Según la ciencia (evolucionismo)

La teoría sobre el origen del universo más ampliamente aceptada por la comunidad científica es la conocida como Big Bang, que dice que el universo surgió hace unos 15.000 millones de años y que “todo habría empezado con un átomo primitivo o huevo cósmico’ original compuesto casi por entero de hidrógeno comprimido hasta el límite”. Esta materia original era altamente inestable, por lo que dio lugar a una gran explosión que trajo consigo la formación de las galaxias, las cuales fueron despedidas violentamente a distintas velocidades.

Por otra parte, a partir de los trabajos de Charles Darwin, la ciencia estableció el evolucionismo como teoría del origen del ser humano. Éste sostiene que la evolución se ha producido gracias a cambios al azar en la estructura genética de los individuos denominados mutaciones. Además, la naturaleza desempeña un papel de selección natural, anulando a los individuos que resultan con genes desfavorables para sobrevivir en un determinado ambiente, o para competir con otros individuos mejor dotados. En cambio, sobreviven aquellos individuos cuya dotación genética les hacen más aptos para adaptarse al medio. Esta teoría tomó el nombre de neodarwinismo o teoría sintética de la evolución y aúna las tesis del darwinismo y de la teoría genética desarrollada a partir de los trabajos pioneros de Mendel.

Hace unos 65 millones de años los mamíferos se convirtieron en los dueños de la tierra firme y se pusieron a evolucionar en diversas direcciones. Una de estas direcciones la tomaron los primates que habitaban en los árboles. Con el tiempo, algunos abandonaron los árboles y comenzaron a andar erguidos. El más antiguo de los homínidos conocidos se encontró en África Oriental hace aproximadamente 4,5 millones de años, se trata del Ardipithecus ramidus, y a partir de éste surgió el resto de los antepasados del Homo sapiens sapiens.

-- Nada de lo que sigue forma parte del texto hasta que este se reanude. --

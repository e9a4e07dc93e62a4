//! Test utilities for volume-backup
//!
//! This crate provides shared test utilities, mock implementations,
//! and helper functions for testing the backup pipeline and scheduler.
//!
//! # Quick Start
//!
//! ```rust,ignore
//! use test_utils::{ConfigBuilder, TestContext, MockStorage};
//!
//! #[tokio::test]
//! async fn my_test() {
//!     let ctx = TestContext::new();
//!     let config = ConfigBuilder::new().retention_days(7).build();
//!     let storage = MockStorage::new("S3");
//!     // ... test code
//! }
//! ```

pub mod config_builder;
pub mod fixtures;
pub mod test_context;

// Re-export commonly used items
pub use config_builder::ConfigBuilder;
pub use fixtures::*;
pub use test_context::TestContext;

// Re-export types from the main crate for convenience
pub use volume_backup::config::{
    load_from_context, BackupConfig, CompressionType, Config, ConfigError, ConfigLoader,
    ConfigStrategy, EnvContext, NotificationConfig, StorageConfig,
};
pub use volume_backup::managers::stats::Stats;

// Re-export mock implementations from the main crate
pub use volume_backup::managers::notification::mock::RecordingNotifier;
pub use volume_backup::storage::mock::MockStorage;
pub use volume_backup::storage::StorageBackend;
pub use volume_backup::utils::docker_ops::mock::{DockerCall, MockDockerOps};
pub use volume_backup::utils::docker_ops::DockerOperations;
pub use volume_backup::utils::executor::mock::{MockExecutor, MockResponse};
pub use volume_backup::utils::executor::CommandExecutor;

/// Common test result type
pub type TestResult<T = ()> = anyhow::Result<T>;
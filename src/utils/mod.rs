pub mod archive;
pub mod command;
pub mod cron;
pub mod docker;
pub mod locker;

// Trait-based abstractions for testability
pub mod docker_ops;
pub mod executor;

// Re-export commonly used types and traits (used by test crate)
pub use archive::{Archiver, TarArchiver};
pub use docker_ops::{DockerOperations, RealDockerOps};
pub use executor::{CommandExecutor, RealExecutor};
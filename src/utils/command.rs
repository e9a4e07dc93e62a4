//! Utilities for running external tools with proper error handling and timeouts

use anyhow::{Context, Result};
use std::path::PathBuf;
use std::process::{Output, Stdio};
use std::time::Duration;
use tokio::io::AsyncWriteExt;
use tokio::process::Command;
use tracing::{debug, error};

/// Per-invocation settings for an external command
#[derive(Debug, Clone, Default)]
pub struct CommandOptions {
    pub working_dir: Option<PathBuf>,
    pub timeout: Option<Duration>,
    /// Additional environment for the child process
    pub envs: Vec<(String, String)>,
    /// Bytes written to the child's stdin
    pub stdin: Option<Vec<u8>>,
}

impl CommandOptions {
    pub fn new() -> Self {
        Self::default()
    }

    pub fn timeout(mut self, timeout: Duration) -> Self {
        self.timeout = Some(timeout);
        self
    }

    pub fn working_dir(mut self, dir: impl Into<PathBuf>) -> Self {
        self.working_dir = Some(dir.into());
        self
    }

    pub fn env(mut self, key: impl Into<String>, value: impl Into<String>) -> Self {
        self.envs.push((key.into(), value.into()));
        self
    }

    pub fn stdin(mut self, input: impl Into<Vec<u8>>) -> Self {
        self.stdin = Some(input.into());
        self
    }
}

/// Run a command, failing on a non-zero exit status
pub async fn run_command(program: &str, args: &[String], opts: &CommandOptions) -> Result<Output> {
    let mut cmd = Command::new(program);
    cmd.args(args)
        .stdout(Stdio::piped())
        .stderr(Stdio::piped())
        .stdin(if opts.stdin.is_some() {
            Stdio::piped()
        } else {
            Stdio::null()
        })
        .kill_on_drop(true);

    if let Some(dir) = &opts.working_dir {
        cmd.current_dir(dir);
    }
    for (key, value) in &opts.envs {
        cmd.env(key, value);
    }

    debug!("Running command: {} {}", program, args.join(" "));

    let mut child = cmd
        .spawn()
        .with_context(|| format!("Failed to execute {}", program))?;

    if let Some(input) = &opts.stdin {
        if let Some(mut stdin) = child.stdin.take() {
            stdin
                .write_all(input)
                .await
                .with_context(|| format!("Failed to write to stdin of {}", program))?;
        }
    }

    let output = match opts.timeout {
        Some(timeout) => tokio::time::timeout(timeout, child.wait_with_output())
            .await
            .map_err(|_| anyhow::anyhow!("{} timed out after {:?}", program, timeout))?,
        None => child.wait_with_output().await,
    }
    .with_context(|| format!("Failed to execute {}", program))?;

    if !output.status.success() {
        let stderr = String::from_utf8_lossy(&output.stderr);
        error!("Command failed: {} {}", program, args.join(" "));
        anyhow::bail!(
            "{} failed with exit code {:?}: {}",
            program,
            output.status.code(),
            stderr.trim()
        );
    }

    Ok(output)
}

/// Whether a program can be found on PATH
pub fn is_available(program: &str) -> bool {
    which::which(program).is_ok()
}
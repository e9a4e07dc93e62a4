//! Logging setup and per-run log capture
//!
//! Provides dual-output logging:
//! - Console: plain or JSON lines on stderr
//! - File: optional daily rotated files when `LOG_DIRECTORY` is set
//!
//! [`RunLog`] mirrors everything a backup run logs into a buffer that ends
//! up in the run's notification.

use crate::storage::{LogFn, LogLevel};
use anyhow::{Context, Result};
use chrono::{Local, SecondsFormat};
use parking_lot::Mutex;
use std::fmt::Write as _;
use std::fs;
use std::path::{Path, PathBuf};
use std::sync::Arc;
use tracing::Level;
use tracing_appender::non_blocking::WorkerGuard;
use tracing_appender::rolling::{RollingFileAppender, Rotation};
use tracing_subscriber::fmt::format::FmtSpan;
use tracing_subscriber::layer::SubscriberExt;
use tracing_subscriber::util::SubscriberInitExt;
use tracing_subscriber::{fmt, EnvFilter, Layer};

const LOG_FILE_PREFIX: &str = "volume-backup";

/// Logging configuration
#[derive(Debug, Clone)]
pub struct LoggingConfig {
    /// Directory for rotated log files, console only when unset
    pub log_directory: Option<PathBuf>,
    pub log_level: Level,
    /// Maximum number of log files to keep
    pub max_files: u32,
    /// Emit JSON lines on the console
    pub json: bool,
}

impl Default for LoggingConfig {
    fn default() -> Self {
        Self {
            log_directory: None,
            log_level: Level::INFO,
            max_files: 10,
            json: false,
        }
    }
}

impl LoggingConfig {
    /// Read `LOG_DIRECTORY`, `LOG_LEVEL`, `LOG_FORMAT` and `LOG_MAX_FILES`
    pub fn from_env() -> Self {
        let defaults = Self::default();
        Self {
            log_directory: std::env::var_os("LOG_DIRECTORY")
                .filter(|v| !v.is_empty())
                .map(PathBuf::from),
            log_level: std::env::var("LOG_LEVEL")
                .map(|v| parse_level(&v))
                .unwrap_or(defaults.log_level),
            max_files: std::env::var("LOG_MAX_FILES")
                .ok()
                .and_then(|v| v.parse().ok())
                .unwrap_or(defaults.max_files),
            json: std::env::var("LOG_FORMAT").is_ok_and(|v| v.eq_ignore_ascii_case("json")),
        }
    }
}

fn parse_level(value: &str) -> Level {
    match value.to_lowercase().as_str() {
        "trace" => Level::TRACE,
        "debug" => Level::DEBUG,
        "warn" | "warning" => Level::WARN,
        "error" => Level::ERROR,
        _ => Level::INFO,
    }
}

/// Initialize logging with console and optional file output
///
/// Returns a guard that must be kept alive for the duration of the program.
/// When the guard is dropped, any remaining logs are flushed to disk.
pub fn init_logging(config: &LoggingConfig) -> Result<LogGuard> {
    let console_layer = if config.json {
        fmt::layer()
            .json()
            .with_writer(std::io::stderr)
            .with_span_events(FmtSpan::NONE)
            .with_filter(level_filter(config.log_level))
            .boxed()
    } else {
        fmt::layer()
            .with_writer(std::io::stderr)
            .with_target(false)
            .with_level(true)
            .with_span_events(FmtSpan::NONE)
            .with_filter(level_filter(config.log_level))
            .boxed()
    };

    let mut file_guard = None;
    let file_layer = match &config.log_directory {
        Some(dir) => {
            let log_dir = crate::config::expand_tilde(dir);
            fs::create_dir_all(&log_dir)
                .with_context(|| format!("Failed to create log directory: {:?}", log_dir))?;

            let appender = RollingFileAppender::new(Rotation::DAILY, &log_dir, format!("{}.log", LOG_FILE_PREFIX));
            let (non_blocking, guard) = tracing_appender::non_blocking(appender);
            file_guard = Some(guard);
            cleanup_old_logs(&log_dir, config.max_files)?;

            Some(
                fmt::layer()
                    .with_writer(non_blocking)
                    .with_ansi(false)
                    .with_target(true)
                    .with_filter(level_filter(Level::DEBUG.max(config.log_level))),
            )
        }
        None => None,
    };

    tracing_subscriber::registry()
        .with(console_layer)
        .with(file_layer)
        .try_init()
        .context("Failed to initialize logging")?;

    Ok(LogGuard {
        _file_guard: file_guard,
    })
}

/// Initialize simple console-only logging (for when config isn't available)
pub fn init_console_logging() {
    let filter = EnvFilter::try_from_default_env().unwrap_or_else(|_| EnvFilter::new("info"));

    let _ = tracing_subscriber::fmt()
        .with_env_filter(filter)
        .with_target(false)
        .with_level(true)
        .try_init();
}

/// Create a level filter for tracing layers
fn level_filter(level: Level) -> EnvFilter {
    EnvFilter::try_from_default_env().unwrap_or_else(|_| EnvFilter::new(level.as_str().to_lowercase()))
}

/// Cleanup old log files, keeping only the most recent N files
fn cleanup_old_logs(log_dir: &Path, max_files: u32) -> Result<()> {
    let mut log_files: Vec<_> = fs::read_dir(log_dir)?
        .filter_map(|entry| entry.ok())
        .filter(|entry| entry.file_name().to_string_lossy().starts_with(LOG_FILE_PREFIX))
        .collect();

    // Sort by modification time (newest first)
    log_files.sort_by(|a, b| {
        let a_time = a.metadata().and_then(|m| m.modified()).ok();
        let b_time = b.metadata().and_then(|m| m.modified()).ok();
        b_time.cmp(&a_time)
    });

    for file in log_files.into_iter().skip(max_files as usize) {
        if let Err(e) = fs::remove_file(file.path()) {
            tracing::warn!("Failed to remove old log file {:?}: {}", file.path(), e);
        } else {
            tracing::debug!("Removed old log file: {:?}", file.path());
        }
    }

    Ok(())
}

/// Guard that keeps the logging system alive
///
/// When dropped, flushes any remaining logs to disk.
pub struct LogGuard {
    _file_guard: Option<WorkerGuard>,
}

/// Log sink for one backup run
///
/// Every line goes to `tracing` and is also appended to an in-memory buffer
/// that notification templates see as `.Stats.LogOutput`.
#[derive(Clone)]
pub struct RunLog {
    source: Arc<str>,
    buffer: Arc<Mutex<String>>,
}

impl RunLog {
    pub fn new(source: &str) -> Self {
        Self {
            source: Arc::from(source),
            buffer: Arc::new(Mutex::new(String::new())),
        }
    }

    pub fn info(&self, message: impl AsRef<str>) {
        let message = message.as_ref();
        tracing::info!(source = %self.source, "{}", message);
        self.append("INFO", message, None);
    }

    pub fn warn(&self, message: impl AsRef<str>) {
        let message = message.as_ref();
        tracing::warn!(source = %self.source, "{}", message);
        self.append("WARN", message, None);
    }

    pub fn error(&self, message: impl AsRef<str>) {
        let message = message.as_ref();
        tracing::error!(source = %self.source, "{}", message);
        self.append("ERROR", message, None);
    }

    /// Everything captured so far
    pub fn output(&self) -> String {
        self.buffer.lock().clone()
    }

    /// Sink handed to storage backends
    pub fn storage_sink(&self) -> LogFn {
        let log = self.clone();
        Arc::new(move |level, backend, message| {
            let label = match level {
                LogLevel::Info => {
                    tracing::info!(source = %log.source, storage = backend, "{}", message);
                    "INFO"
                }
                LogLevel::Warning => {
                    tracing::warn!(source = %log.source, storage = backend, "{}", message);
                    "WARN"
                }
                LogLevel::Error => {
                    tracing::error!(source = %log.source, storage = backend, "{}", message);
                    "ERROR"
                }
            };
            log.append(label, message, Some(backend));
        })
    }

    fn append(&self, level: &str, message: &str, storage: Option<&str>) {
        let mut buffer = self.buffer.lock();
        let _ = write!(
            buffer,
            "time={} level={} msg={:?}",
            Local::now().to_rfc3339_opts(SecondsFormat::Millis, false),
            level,
            message
        );
        if let Some(storage) = storage {
            let _ = write!(buffer, " storage={}", storage);
        }
        buffer.push('\n');
    }
}
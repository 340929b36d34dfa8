//! FFI entry points for degree-days and planting windows.
//!
//! Dates cross the boundary as days since 1970-01-01 (`i32`), temperatures
//! as `f64` °C.

use agro_engine_core::agronomy::resolve_with_threshold;
use agro_engine_core::{
    accumulate_degree_days, Celsius, CropThresholdTable, DailyTemperature, DegreeDayRecord,
    DegreeDays, PlantingWindow, PlantingWindowResolver, WeatherSeries,
};
use std::ffi::CStr;
use std::os::raw::c_char;
use std::slice;

use crate::error::{AgroErrorCode, DefaultAgroError};
use crate::helpers::{date_from_unix_days, handle_ffi_result, unix_days_from_date};

/// One day of temperature input.
#[repr(C)]
#[derive(Debug, Clone, Copy, PartialEq)]
pub struct AgroDailyTemperature {
    /// Days since 1970-01-01.
    pub day: i32,
    /// Daily maximum (°C).
    pub temp_max: f64,
    /// Daily minimum (°C).
    pub temp_min: f64,
}

/// One day of degree-day output.
#[repr(C)]
#[derive(Debug, Clone, Copy, PartialEq, Default)]
pub struct AgroDegreeDayRecord {
    /// Days since 1970-01-01.
    pub day: i32,
    /// Heating degree-days.
    pub hdd: f64,
    /// Cooling degree-days.
    pub cdd: f64,
    /// Growing degree-days.
    pub gdd: f64,
    /// Running GDD total.
    pub cumulative_gdd: f64,
}

impl From<&DegreeDayRecord> for AgroDegreeDayRecord {
    fn from(record: &DegreeDayRecord) -> Self {
        Self {
            day: unix_days_from_date(record.date),
            hdd: *record.hdd,
            cdd: *record.cdd,
            gdd: *record.gdd,
            cumulative_gdd: *record.cumulative_gdd,
        }
    }
}

/// Planting window result. `has_window == false` means no recommendation;
/// the day fields are then zero and must be ignored.
#[repr(C)]
#[derive(Debug, Clone, Copy, PartialEq, Eq, Default)]
pub struct AgroPlantingWindow {
    /// Whether a window was found.
    pub has_window: bool,
    /// First favorable day (days since 1970-01-01).
    pub start_day: i32,
    /// Last favorable day (days since 1970-01-01).
    pub end_day: i32,
}

impl From<Option<PlantingWindow>> for AgroPlantingWindow {
    fn from(window: Option<PlantingWindow>) -> Self {
        window.map_or_else(Self::default, |w| Self {
            has_window: true,
            start_day: unix_days_from_date(w.start_date),
            end_day: unix_days_from_date(w.end_date),
        })
    }
}

/// Copy and validate the caller's temperature array.
///
/// # Safety
/// `days` must point to `len` readable `AgroDailyTemperature` values, or be
/// null when `len == 0`.
unsafe fn read_series(
    days: *const AgroDailyTemperature,
    len: usize,
) -> Result<WeatherSeries, DefaultAgroError> {
    if len == 0 {
        return Ok(WeatherSeries::default());
    }
    if days.is_null() {
        return Err(DefaultAgroError::null_pointer("days"));
    }
    // SAFETY: non-null and the caller guarantees `len` readable elements.
    let raw = unsafe { slice::from_raw_parts(days, len) };

    let mut parsed = Vec::with_capacity(len);
    for (index, day) in raw.iter().enumerate() {
        let date = date_from_unix_days(day.day).ok_or_else(|| {
            DefaultAgroError::invalid_parameter(
                "days",
                &format!("day number {} at index {index} is out of range", day.day),
            )
        })?;
        let (Some(temp_max), Some(temp_min)) =
            (Celsius::try_new(day.temp_max), Celsius::try_new(day.temp_min))
        else {
            return Err(DefaultAgroError::invalid_parameter(
                "days",
                &format!("temperature at index {index} is not a finite, physical value"),
            ));
        };
        parsed.push(DailyTemperature::new(date, temp_max, temp_min));
    }

    WeatherSeries::new(parsed).map_err(|e| DefaultAgroError::invalid_input(&e))
}

/// Compute per-day degree-days and the cumulative GDD curve.
///
/// # Parameters
/// - `days`: Input days in ascending date order
/// - `len`: Number of input days
/// - `out_records`: Caller-allocated buffer with room for `len` records
///
/// # Returns
/// - `Ok` with `out_records[0..len]` filled (nothing written when `len == 0`)
/// - `NullPointer` if `days` or `out_records` is null while `len > 0`
/// - `InvalidParameter` / `InvalidInput` if the series fails validation
///
/// # Safety
/// `days` must point to `len` readable values and `out_records` to `len`
/// writable values (either may be null when `len == 0`).
#[no_mangle]
pub unsafe extern "C" fn agro_degree_days(
    days: *const AgroDailyTemperature,
    len: usize,
    out_records: *mut AgroDegreeDayRecord,
) -> AgroErrorCode {
    // SAFETY: forwarded caller guarantees.
    handle_ffi_result(unsafe { degree_days_impl(days, len, out_records) })
}

unsafe fn degree_days_impl(
    days: *const AgroDailyTemperature,
    len: usize,
    out_records: *mut AgroDegreeDayRecord,
) -> Result<(), DefaultAgroError> {
    if len > 0 && out_records.is_null() {
        return Err(DefaultAgroError::null_pointer("out_records"));
    }
    // SAFETY: forwarded caller guarantee on `days`.
    let series = unsafe { read_series(days, len)? };
    if series.is_empty() {
        return Ok(());
    }
    let records = accumulate_degree_days(series.days());
    // SAFETY: non-null and the caller guarantees room for `len` records.
    let out = unsafe { slice::from_raw_parts_mut(out_records, len) };
    for (slot, record) in out.iter_mut().zip(&records) {
        *slot = AgroDegreeDayRecord::from(record);
    }
    Ok(())
}

/// Resolve the favorable planting window for a crop using the built-in
/// threshold table (Maize 200, Coffee Robusta 300 GDD).
///
/// An unknown crop or a threshold that is never reached is not an error:
/// the call returns `Ok` with `has_window == false`.
///
/// # Returns
/// - `Ok` with `*out_window` written
/// - `NullPointer` if `crop_name` or `out_window` is null, or `days` is null while `len > 0`
/// - `InvalidParameter` if `crop_name` is not UTF-8 or a day is out of range
/// - `InvalidInput` if the series fails validation
///
/// # Safety
/// `days` must point to `len` readable values, `crop_name` must be a
/// null-terminated string, `out_window` must be writable.
#[no_mangle]
pub unsafe extern "C" fn agro_planting_window(
    days: *const AgroDailyTemperature,
    len: usize,
    crop_name: *const c_char,
    out_window: *mut AgroPlantingWindow,
) -> AgroErrorCode {
    // SAFETY: forwarded caller guarantees.
    handle_ffi_result(unsafe { planting_window_impl(days, len, crop_name, out_window) })
}

unsafe fn planting_window_impl(
    days: *const AgroDailyTemperature,
    len: usize,
    crop_name: *const c_char,
    out_window: *mut AgroPlantingWindow,
) -> Result<(), DefaultAgroError> {
    if out_window.is_null() {
        return Err(DefaultAgroError::null_pointer("out_window"));
    }
    if crop_name.is_null() {
        return Err(DefaultAgroError::null_pointer("crop_name"));
    }
    // SAFETY: non-null and the caller guarantees null termination.
    let crop = unsafe { CStr::from_ptr(crop_name) }
        .to_str()
        .map_err(|_| DefaultAgroError::invalid_parameter("crop_name", "not valid UTF-8"))?;
    // SAFETY: forwarded caller guarantee on `days`.
    let series = unsafe { read_series(days, len)? };

    let table = CropThresholdTable::default();
    let records = accumulate_degree_days(series.days());
    let window = PlantingWindowResolver::new(&table).resolve(crop, &records);
    // SAFETY: checked non-null above.
    unsafe { *out_window = AgroPlantingWindow::from(window) };
    Ok(())
}

/// Resolve the planting window against an explicit GDD threshold, for hosts
/// that keep their own crop table.
///
/// # Returns
/// - `Ok` with `*out_window` written
/// - `NullPointer` if `out_window` is null, or `days` is null while `len > 0`
/// - `InvalidParameter` if `threshold` is not finite or a day is out of range
/// - `InvalidInput` if the series fails validation
///
/// # Safety
/// `days` must point to `len` readable values and `out_window` must be writable.
#[no_mangle]
pub unsafe extern "C" fn agro_planting_window_with_threshold(
    days: *const AgroDailyTemperature,
    len: usize,
    threshold: f64,
    out_window: *mut AgroPlantingWindow,
) -> AgroErrorCode {
    // SAFETY: forwarded caller guarantees.
    handle_ffi_result(unsafe { threshold_window_impl(days, len, threshold, out_window) })
}

unsafe fn threshold_window_impl(
    days: *const AgroDailyTemperature,
    len: usize,
    threshold: f64,
    out_window: *mut AgroPlantingWindow,
) -> Result<(), DefaultAgroError> {
    if out_window.is_null() {
        return Err(DefaultAgroError::null_pointer("out_window"));
    }
    if !threshold.is_finite() {
        return Err(DefaultAgroError::invalid_parameter(
            "threshold",
            &format!("must be finite, got {threshold}"),
        ));
    }
    // SAFETY: forwarded caller guarantee on `days`.
    let series = unsafe { read_series(days, len)? };

    let records = accumulate_degree_days(series.days());
    let window = resolve_with_threshold(DegreeDays::new(threshold), &records);
    // SAFETY: checked non-null above.
    unsafe { *out_window = AgroPlantingWindow::from(window) };
    Ok(())
}

/// Whether `candidate_day` (days since 1970-01-01) lies inside the window.
///
/// Returns `false` for a null pointer or a window with `has_window == false`.
///
/// # Safety
/// `window` must be null or point to a readable `AgroPlantingWindow`.
#[no_mangle]
pub unsafe extern "C" fn agro_is_favorable(
    window: *const AgroPlantingWindow,
    candidate_day: i32,
) -> bool {
    // SAFETY: caller guarantees `window` is null or valid.
    let Some(window) = (unsafe { window.as_ref() }) else {
        return false;
    };
    window.has_window && window.start_day <= candidate_day && candidate_day <= window.end_day
}
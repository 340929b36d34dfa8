//! Allometric tree biomass and CO2-equivalent
//!
//! Above-ground biomass from the pantropical power law
//!
//! AGB = a × (ρ × D² × H)^b
//!
//! then below-ground biomass as a fixed root:shoot ratio, dry matter fraction,
//! carbon fraction and the CO2/C molecular mass ratio (44/12 ≈ 3.67).
//!
//! # References
//! - Chave, J. et al. (2014). "Improved allometric models to estimate the
//!   aboveground biomass of tropical trees". Global Change Biology, 20(10),
//!   3177-3190

use rayon::prelude::*;
use serde::{Deserialize, Serialize};
use tracing::debug;

use crate::core_types::tree::TreeMeasurement;
use crate::core_types::units::{Centimeters, Kilograms, Meters, Tonnes};

/// Coefficients of the biomass / carbon chain
#[derive(Debug, Clone, Copy, PartialEq, Serialize, Deserialize)]
#[serde(default)]
pub struct AllometricCoefficients {
    /// Power-law multiplier `a`
    pub agb_multiplier: f64,
    /// Power-law exponent `b`
    pub agb_exponent: f64,
    /// Below-ground biomass as a fraction of AGB
    pub root_shoot_ratio: f64,
    /// Dry weight as a fraction of total biomass
    pub dry_matter_fraction: f64,
    /// Carbon as a fraction of dry weight
    pub carbon_fraction: f64,
    /// kg CO2 per kg C
    pub co2_per_carbon: f64,
}

impl Default for AllometricCoefficients {
    fn default() -> Self {
        Self {
            agb_multiplier: 0.0673,
            agb_exponent: 0.976,
            root_shoot_ratio: 0.2,
            dry_matter_fraction: 0.725,
            carbon_fraction: 0.5,
            co2_per_carbon: 3.67,
        }
    }
}

/// Biomass and carbon figures for one tree
#[derive(Debug, Clone, Copy, PartialEq, Default, Serialize, Deserialize)]
pub struct BiomassEstimate {
    /// Above-ground biomass
    pub agb: Kilograms,
    /// Below-ground biomass
    pub bgb: Kilograms,
    /// AGB + BGB
    pub total_biomass: Kilograms,
    /// Dry matter in the total biomass
    pub total_dry_weight: Kilograms,
    /// Carbon content of the dry matter
    pub total_carbon: Kilograms,
    /// CO2-equivalent of the stored carbon
    pub co2: Kilograms,
    /// CO2-equivalent in tonnes
    pub co2_tonnes: Tonnes,
}

impl BiomassEstimate {
    /// All-zero estimate used when a tree cannot be measured
    pub const fn zero() -> Self {
        Self {
            agb: Kilograms::ZERO,
            bgb: Kilograms::ZERO,
            total_biomass: Kilograms::ZERO,
            total_dry_weight: Kilograms::ZERO,
            total_carbon: Kilograms::ZERO,
            co2: Kilograms::ZERO,
            co2_tonnes: Tonnes::ZERO,
        }
    }

    /// Whether every figure is zero
    pub fn is_zero(&self) -> bool {
        *self == Self::zero()
    }
}

/// Dimension usable in the power law: present, finite and strictly positive
fn usable(value: Option<f64>) -> Option<f64> {
    value.filter(|v| v.is_finite() && *v > 0.0)
}

impl AllometricCoefficients {
    /// Estimate biomass and CO2-equivalent for one tree
    ///
    /// # Arguments
    /// * `tree` - Diameter (cm), height (m) and optional wood density (g/cm³)
    ///
    /// # Returns
    /// [`BiomassEstimate::zero`] when diameter or height is missing, zero,
    /// negative or not finite, or when the figures overflow `f64`; otherwise
    /// the full chain of figures
    pub fn estimate(&self, tree: &TreeMeasurement) -> BiomassEstimate {
        let (Some(diameter), Some(height)) = (
            usable(tree.diameter.map(Centimeters::value)),
            usable(tree.height.map(Meters::value)),
        ) else {
            return BiomassEstimate::zero();
        };
        let rho = *tree.effective_wood_density();

        let agb = Kilograms::new(
            self.agb_multiplier * (rho * diameter.powi(2) * height).powf(self.agb_exponent),
        );
        let bgb = agb * self.root_shoot_ratio;
        let total_biomass = agb + bgb;
        let total_dry_weight = total_biomass * self.dry_matter_fraction;
        let total_carbon = total_dry_weight * self.carbon_fraction;
        let co2 = total_carbon * self.co2_per_carbon;
        if !co2.is_finite() {
            debug!(diameter, height, "biomass overflowed, reporting zero");
            return BiomassEstimate::zero();
        }

        BiomassEstimate {
            agb,
            bgb,
            total_biomass,
            total_dry_weight,
            total_carbon,
            co2,
            co2_tonnes: co2.to_tonnes(),
        }
    }
}

/// Estimate biomass with the default coefficients
pub fn estimate_biomass(tree: &TreeMeasurement) -> BiomassEstimate {
    AllometricCoefficients::default().estimate(tree)
}

/// Estimate biomass for many trees in parallel, preserving input order
pub fn estimate_biomass_batch(trees: &[TreeMeasurement]) -> Vec<BiomassEstimate> {
    let coefficients = AllometricCoefficients::default();
    trees.par_iter().map(|tree| coefficients.estimate(tree)).collect()
}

Según la religión (creacionismo)

La tradición cultural judeocristiana y grecorromana a la que pertenecemos ha sostenido una imagen creacionista del universo y de los seres vivos. Según el creacionismo, las especies son invariables porque han sido creadas así por un ser superior: Dios.

Según la tradición judeocristiana, Dios creó el mundo y las especies vivientes (entre ellos el ser humano, a quien concedió un lugar privilegiado haciéndolo “a su imagen y semejanza”). Así, en el Génesis 1, podemos leer:

“En el principio creó Dios el cielo y la Tierra. La Tierra era caos y confusión y oscuridad por encima del abismo, y un viento de Dios aleteaba por encima de las aguas... Y dijo Dios: “hagamos al ser humano a nuestra imagen, como semejanza nuestra, y manden en los peces del mar y en las aves del cielo, y en las bestias y en todas las alimañas terrestres, y en todos los reptiles que reptan por la Tierra. Creó, pues, Dios al ser humano a imagen suya”.